Chromosomal single-nucleotide polymorphisms (SNPs) defined for all co-evolution condition replicates and the ancestral PAO1. SNPs were determined using breseq (version 0.31). SNPs of two variations in 5 out of 5 (5/5) +Luz19 co-evo replicates and 3/5 +SA+Luz19 co-evo replicates. In all but one of these replicate sequences, the SNP in pilR is C192Y (TGC → TAC). Replicate B of the +Luz19 condition had a different SNP in pilR, P189Q (CCG → CAG). Of the replicates in the two conditions that were subject to co-evolution with Luz19, two lacked an SNP in pilR, both in the +SA+Luz19 condition.

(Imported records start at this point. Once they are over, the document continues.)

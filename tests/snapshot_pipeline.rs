use gbst_dashboard::config::Config;
use gbst_dashboard::dashboard::{self, MapLayer};
use gbst_dashboard::filters::Filters;
use gbst_dashboard::fraud::{FraudConfig, FraudLabel};
use gbst_dashboard::geo::parse_coord;
use gbst_dashboard::ketidaksesuaian;
use gbst_dashboard::sheets::{load_workbook, DirSource, SheetName, Workbook};
use gbst_dashboard::survey::SurveyKind;
use std::fs;
use std::path::Path;
use tempfile::TempDir;

fn write_sheet(dir: &Path, sheet: SheetName, header: &str, rows: &[&str]) {
    let mut out = String::new();
    out.push_str(header);
    out.push('\n');
    for row in rows {
        out.push_str(row);
        out.push('\n');
    }
    fs::write(dir.join(format!("{}.csv", sheet.as_str())), out).unwrap();
}

fn snapshot() -> TempDir {
    let dir = TempDir::new().unwrap();
    let p = dir.path();
    write_sheet(
        p,
        SheetName::Timbulan,
        "Site,Perusahaan,Tahun,Timbulan,Man Power,Jenis Timbulan,Jenis Sampah",
        &[
            "S1,PT A,2024,100,50,Organik,Organik",
            "S1,PT A,2024,50,50,Plastik,Anorganik",
            "S1,PT A,2025,60,40,Organik,Organik",
            "S2,PT B,2025,30,10,Kertas,Anorganik",
        ],
    );
    write_sheet(
        p,
        SheetName::Program,
        "Site,Perusahaan,Nama Program,Kategori,Total_Calc",
        &[
            "S1,PT A,Kompos,Program Pengelolaan,609000",
            "S1,PT A,Tumbler,Program Pengurangan,0",
        ],
    );
    write_sheet(
        p,
        SheetName::Ketidaksesuaian,
        "TanggalLapor,Site,Perusahaan,Pelapor,Kategori_SubKetidaksesuaian,Sub_Ketidaksesuaian,Deskripsi,status_temuan",
        &[
            "01/03/2025 08:00:00,S1,PT A,Budi,Perilaku,Sampah Tercampur,sampah organik tercampur plastik di tps,Valid",
            "01/03/2025 09:30:00,S1,PT A,Budi,Perilaku,Sampah Tercampur,sampah organik tercampur plastik di tps,Valid",
            "02/03/2025 10:00:00,S2,PT B,Ani,Non Perilaku,Tong Sampah,area sekitar tong terlihat rapi,Fraud",
            "05/03/2025 11:00:00,S2,PT B,Citra,Non Perilaku,Tong Sampah,tong sampahnya penuhnya dan banyak kotoran,Valid",
        ],
    );
    let survey_header = "Kode SID,Perusahaan Area Kerja Tambang,Site / Lokasi Kerja,\
                         \"2. Seberapa optimal program GBST berjalan selama ini di perusahaan Anda?\"";
    write_sheet(p, SheetName::SurveiOnline, survey_header, &["1,PT A,S1,4", "2,PT A,S1,2", "3,PT B,S2,5"]);
    write_sheet(p, SheetName::SurveiOffline, survey_header, &["4,PT B,S2,3"]);
    write_sheet(p, SheetName::KoordinatUtm, "Site,Company,X,Y", &["S1,PT A,500000,110000"]);
    write_sheet(
        p,
        SheetName::Cctv,
        "Perusahaan,Site,Easting,Northing,Nama Titik Penaatan TS,Coverage CCTV",
        &[
            "PT A,S1,116.85°E,-1.25,TPS A,24 Jam",
            "PT B,S2,500000,110000,TPS B,24 Jam",
            "PT B,S2,5000,-3,TPS C,",
        ],
    );
    dir
}

async fn load(dir: &TempDir) -> Workbook {
    load_workbook(&DirSource::new(dir.path()), &SheetName::ALL).await
}

#[test]
fn coordinates_are_identity_reprojected_or_rejected() {
    let deg = parse_coord("116.85°E", "-1.25").unwrap();
    assert_eq!((deg.lon, deg.lat), (116.85, -1.25));
    let utm = parse_coord("500000", "110000").unwrap();
    assert!((utm.lon - 117.0).abs() < 1e-6);
    assert!(utm.lat > 0.9 && utm.lat < 1.1, "lat={}", utm.lat);
    assert!(parse_coord("5000", "-3").is_none());
    assert!(parse_coord("", "1").is_none());
}

#[tokio::test]
async fn missing_sheet_is_reported_not_fatal() {
    let dir = snapshot();
    let wb = load(&dir).await;
    // Jml_CCTV has no snapshot file
    assert_eq!(wb.errors.len(), 1);
    assert!(wb.errors[0].contains("Jml_CCTV"));
    assert_eq!(wb.manifests.len(), SheetName::ALL.len() - 1);
    assert!(wb.manifests.iter().all(|m| m.hash_sha256.len() == 64));
}

#[tokio::test]
async fn per_capita_counts_each_unit_once() {
    let dir = snapshot();
    let wb = load(&dir).await;
    let all = dashboard::timbulan_tab(&wb, &Filters::default());
    // (S1, PT A, 2024) appears twice but contributes 50 people once
    assert_eq!(all.headline.total_manpower, 100.0);
    assert_eq!(all.headline.total_timbulan, 240.0);
    assert!((all.headline.rasio_manpower - 2.4).abs() < 1e-12);
    let sni = all.sni.unwrap();
    assert_eq!(sni.total_manpower_unik, 100.0);
    assert_eq!(sni.per_site[0].site, "S2");
    assert_eq!(sni.per_site[0].kg_per_orang, Some(3.0));

    let only_2025 = dashboard::timbulan_tab(&wb, &Filters::from_query("tahun=2025"));
    assert_eq!(only_2025.headline.total_manpower, 50.0);
    assert_eq!(only_2025.headline.total_timbulan, 90.0);
    assert_eq!(only_2025.days_period, 365.0);
    assert!(all.cctv.is_none());
}

#[tokio::test]
async fn fraud_labels_cover_the_three_cases() {
    let dir = snapshot();
    let wb = load(&dir).await;
    let report = dashboard::fraud_tab(&wb, &Config::default(), &Filters::default());
    let labels: Vec<FraudLabel> = report.assessments.iter().map(|a| a.label).collect();
    assert_eq!(labels[0], FraudLabel::Duplication);
    assert_eq!(labels[1], FraudLabel::Duplication);
    assert!(report.assessments[0].signals.exact_duplicate);
    assert_eq!(labels[2], FraudLabel::UnsupportedStatus);
    assert_eq!(report.assessments[2].label_text, "Fraud: Status Tidak Didukung Bukti");
    assert_eq!(labels[3], FraudLabel::ValidFinding);
    assert_eq!(report.per_company_site, vec![
        ("PT A".to_string(), "S1".to_string(), 2),
        ("PT B".to_string(), "S2".to_string(), 1),
    ]);
}

#[tokio::test]
async fn fraud_filters_never_change_labels() {
    let dir = snapshot();
    let wb = load(&dir).await;
    let cfg = Config::default();
    let all = dashboard::fraud_tab(&wb, &cfg, &Filters::default());
    for query in ["site=S1", "perusahaan=PT B", "tahun=2025&bulan=3", "site=S2&bulan=3"] {
        let part = dashboard::fraud_tab(&wb, &cfg, &Filters::from_query(query));
        assert!(!part.assessments.is_empty(), "{}", query);
        for a in &part.assessments {
            let full = all.assessments.iter().find(|b| b.row == a.row).unwrap();
            assert_eq!(a, full, "{}", query);
        }
    }
    let s2 = dashboard::fraud_tab(&wb, &cfg, &Filters::from_query("site=S2"));
    assert_eq!(s2.total, 2);
    assert_eq!(s2.per_company_site, vec![("PT B".to_string(), "S2".to_string(), 1)]);
    assert!(dashboard::fraud_tab(&wb, &cfg, &Filters::from_query("bulan=4")).assessments.is_empty());
}

#[tokio::test]
async fn unmanaged_share_is_clamped() {
    let dir = snapshot();
    let wb = load(&dir).await;
    let o = dashboard::overview(&wb, &Config::default(), MapLayer::Keduanya);
    // 609000 kg over 609 days is far above 240 kg/day generated
    assert_eq!(o.treatment.pengolahan_per_hari, 1000.0);
    assert!(o.treatment.persen_pengolahan > 100.0);
    assert_eq!(o.treatment.persen_sisa, 0.0);
    assert_eq!(o.site_markers.len(), 1);
    assert_eq!(o.site_markers[0].total_timbulan, Some(210.0));
    assert_eq!(o.cctv_markers.len(), 2);
    let gauge = o.gauge_optimalitas.unwrap();
    assert_eq!(gauge.value, 3.5);
    assert_eq!(gauge.max, 5.0);
}

#[tokio::test]
async fn korelasi_joins_survey_and_valid_counts() {
    let dir = snapshot();
    let wb = load(&dir).await;
    let k = dashboard::korelasi_tab(&wb, &Config::default(), &Filters::default()).unwrap();
    assert_eq!(k.rows.len(), 2);
    let a = &k.rows[0];
    assert_eq!((a.perusahaan.as_str(), a.feedback_q2, a.jumlah_ketidaksesuaian), ("PT A", 3.0, 2));
    assert_eq!(a.jumlah_fraud, 2);
    assert_eq!(a.ketidaksesuaian_scaled, 5.0);
    assert_eq!(k.rows[1].ketidaksesuaian_scaled, 0.0);
    assert_eq!(k.baseline_feedback, Some(3.5));
}

#[tokio::test]
async fn full_report_and_exports() {
    let dir = snapshot();
    let wb = load(&dir).await;
    let report = dashboard::build(&wb, &Config::default(), &Filters::default(), SurveyKind::Gabungan);
    let json = serde_json::to_value(&report).unwrap();
    for key in ["overview", "timbulan", "program", "survei", "ketidaksesuaian", "fraud", "korelasi", "data_quality"] {
        assert!(json.get(key).is_some(), "missing {}", key);
    }
    assert_eq!(report.survei.responses, 4);
    assert_eq!(report.ketidaksesuaian.metrics.valid, 3);

    let csv = ketidaksesuaian::export_valid_csv(wb.table(SheetName::Ketidaksesuaian)).unwrap();
    assert_eq!(csv.lines().count(), 4);
    assert!(csv.lines().next().unwrap().contains("status_temuan"));

    let labelled = gbst_dashboard::fraud::labelled_csv(wb.table(SheetName::Ketidaksesuaian), &FraudConfig::default()).unwrap();
    assert!(labelled.lines().next().unwrap().ends_with("max_similarity"));
    assert_eq!(labelled.lines().count(), 5);
}
//! Backoff for sheet fetches. Transient failures (timeouts, 429, 5xx) are
//! retried; errors wrapped in [`Permanent`] come back on the first attempt.

use anyhow::Result;
use rand::Rng;
use std::future::Future;
use std::time::Duration;

use crate::config::Config;
use crate::logging::{log, obj, v_num, v_str, Domain, Level};

#[derive(Clone, Debug, PartialEq)]
pub struct Backoff {
    /// Retries after the first attempt.
    pub retries: u32,
    pub base: Duration,
    pub cap: Duration,
    /// Fraction of the delay added or removed at random.
    pub jitter: f64,
}

impl Default for Backoff {
    fn default() -> Self {
        Self {
            retries: 2,
            base: Duration::from_millis(250),
            cap: Duration::from_secs(4),
            jitter: 0.3,
        }
    }
}

impl Backoff {
    pub fn from_config(cfg: &Config) -> Self {
        Self {
            retries: cfg.fetch_retries,
            base: Duration::from_millis(cfg.retry_base_delay_ms),
            ..Self::default()
        }
    }

    /// Delay before retry `attempt` (0-based). `spread` in `[-1, 1]` picks
    /// where in the jitter band the delay lands.
    pub fn delay(&self, attempt: u32, spread: f64) -> Duration {
        let doubled = self.base.saturating_mul(1u32 << attempt.min(16)).min(self.cap);
        let ms = doubled.as_millis() as f64;
        let jittered = ms + ms * self.jitter * spread.clamp(-1.0, 1.0);
        Duration::from_millis(jittered.max(0.0) as u64)
    }

    fn sample_delay(&self, attempt: u32) -> Duration {
        let spread = if self.jitter > 0.0 { rand::thread_rng().gen_range(-1.0..=1.0) } else { 0.0 };
        self.delay(attempt, spread)
    }
}

/// Marks an error as not worth retrying (404, bad URL, ...).
#[derive(Debug)]
pub struct Permanent(pub String);

impl std::fmt::Display for Permanent {
    fn fmt(&self, f: &mut std::fmt::Formatter<'_>) -> std::fmt::Result {
        f.write_str(&self.0)
    }
}

impl std::error::Error for Permanent {}

/// Runs `op` until it succeeds, fails permanently, or retries run out.
/// The last error is returned as-is.
pub async fn with_backoff<T, F, Fut>(policy: &Backoff, label: &str, mut op: F) -> Result<T>
where
    F: FnMut() -> Fut,
    Fut: Future<Output = Result<T>>,
{
    let mut attempt = 0u32;
    loop {
        let err = match op().await {
            Ok(value) => return Ok(value),
            Err(err) => err,
        };
        if err.is::<Permanent>() || attempt >= policy.retries {
            return Err(err);
        }
        let wait = policy.sample_delay(attempt);
        log(
            Level::Warn,
            Domain::Ingest,
            "fetch_retry",
            obj(&[
                ("op", v_str(label)),
                ("attempt", v_num((attempt + 1) as f64)),
                ("of", v_num((policy.retries + 1) as f64)),
                ("wait_ms", v_num(wait.as_millis() as f64)),
                ("error", v_str(&format!("{:#}", err))),
            ]),
        );
        tokio::time::sleep(wait).await;
        attempt += 1;
    }
}

/// HTTP statuses a later attempt may fix.
pub fn transient_status(status: u16) -> bool {
    matches!(status, 408 | 429 | 500 | 502 | 503 | 504)
}

pub fn transient_network(err: &reqwest::Error) -> bool {
    err.is_timeout() || err.is_connect() || err.is_request()
}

Replicate B instead had a 197 bp deletion in pilZ. Replicate A of +SA+Luz19 was the only replicate co-evolved alongside Luz19 that sequencing did not reveal a pil gene mutation; instead, a PQS system mutation was identified in pqsR.

Fig 4

Mutations in key regulatory factors of T4P biogenesis confer phage resistance. (A) PilR serves as the response regulator of pilA transcription. The sensor kinase, PilS, phosphorylates PilR, activating it, which, in turn, activates transcription of pilA, which encodes for the major pilin subunit, PilA. (B) PilZ regulates T4P biogenesis. By binding to the extension ATPase, PilB activates shaft polymerization. PilZ and FimX are necessary for PilB activation. (C) Without PilZ binding, PilB remains inactive, and energy is not generated for shaft assembly. (D) Defective PilR does not activate transcription of pilA, no PilA subunits are synthesized, and thus, the shaft is not assembled.